What is needed ▸ In the entries below, find the lines that contain the word "generic" and copy them.

Collected data
# # # #

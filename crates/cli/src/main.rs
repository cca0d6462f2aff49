//! kapply: apply Kubernetes manifest templates to a cluster.

mod cmd;
mod output;

use std::path::PathBuf;
use std::process::ExitCode;
use std::time::Duration;

use clap::{Parser, Subcommand};
use tracing_subscriber::EnvFilter;

use cmd::{ClusterArgs, ManifestArgs};
use output::{OutputFormat, print_error};

/// kapply - apply Kubernetes manifest templates in order
#[derive(Parser)]
#[command(name = "kapply")]
#[command(author, version, about, long_about = None)]
struct Cli {
  /// Enable verbose output
  #[arg(short, long, global = true)]
  verbose: bool,

  /// Path to a TOML reconciler config
  #[arg(long, global = true, env = "KAPPLY_CONFIG")]
  config: Option<PathBuf>,

  /// Output format
  #[arg(long, global = true, value_enum, default_value_t)]
  format: OutputFormat,

  #[command(subcommand)]
  command: Commands,
}

#[derive(Subcommand)]
enum Commands {
  /// Render a manifest template and print the result
  Render {
    #[command(flatten)]
    source: ManifestArgs,

    /// Manifest to render, relative to the manifest directory
    manifest: String,

    /// Also decode the rendered manifest to validate it
    #[arg(long)]
    check: bool,
  },

  /// Apply manifests to the cluster in the order given
  Apply {
    #[command(flatten)]
    source: ManifestArgs,

    #[command(flatten)]
    cluster: ClusterArgs,

    /// Address every manifest through discovery, skipping compiled-in kinds
    #[arg(long)]
    generic: bool,

    /// Manifests to apply, relative to the manifest directory
    #[arg(required = true)]
    manifests: Vec<String>,
  },

  /// Create CustomResourceDefinitions and wait until each is established
  Crds {
    #[command(flatten)]
    source: ManifestArgs,

    #[command(flatten)]
    cluster: ClusterArgs,

    /// How long to wait for each definition (e.g. "2m")
    #[arg(long, value_parser = humantime::parse_duration)]
    timeout: Option<Duration>,

    /// CustomResourceDefinition manifests, relative to the manifest directory
    #[arg(required = true)]
    manifests: Vec<String>,
  },
}

fn main() -> ExitCode {
  let cli = Cli::parse();

  let default_filter = if cli.verbose { "kapply=debug,kapply_lib=debug" } else { "warn" };
  tracing_subscriber::fmt()
    .with_env_filter(EnvFilter::try_from_default_env().unwrap_or_else(|_| EnvFilter::new(default_filter)))
    .with_writer(std::io::stderr)
    .without_time()
    .init();

  let config = cli.config.as_deref();
  let result = match cli.command {
    Commands::Render {
      source,
      manifest,
      check,
    } => cmd::cmd_render(&source, &manifest, check, cli.format),
    Commands::Apply {
      source,
      cluster,
      generic,
      manifests,
    } => cmd::cmd_apply(&source, &cluster, config, generic, &manifests, cli.format),
    Commands::Crds {
      source,
      cluster,
      timeout,
      manifests,
    } => cmd::cmd_crds(&source, &cluster, config, timeout, &manifests, cli.format),
  };

  match result {
    Ok(()) => ExitCode::SUCCESS,
    Err(err) => {
      print_error(&format!("{err:#}"));
      ExitCode::FAILURE
    }
  }
}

# # # #

Your response ▸
    generic: bool,
      generic,
    } => cmd::cmd_apply(&source, &cluster, config, generic, &manifests, cli.format),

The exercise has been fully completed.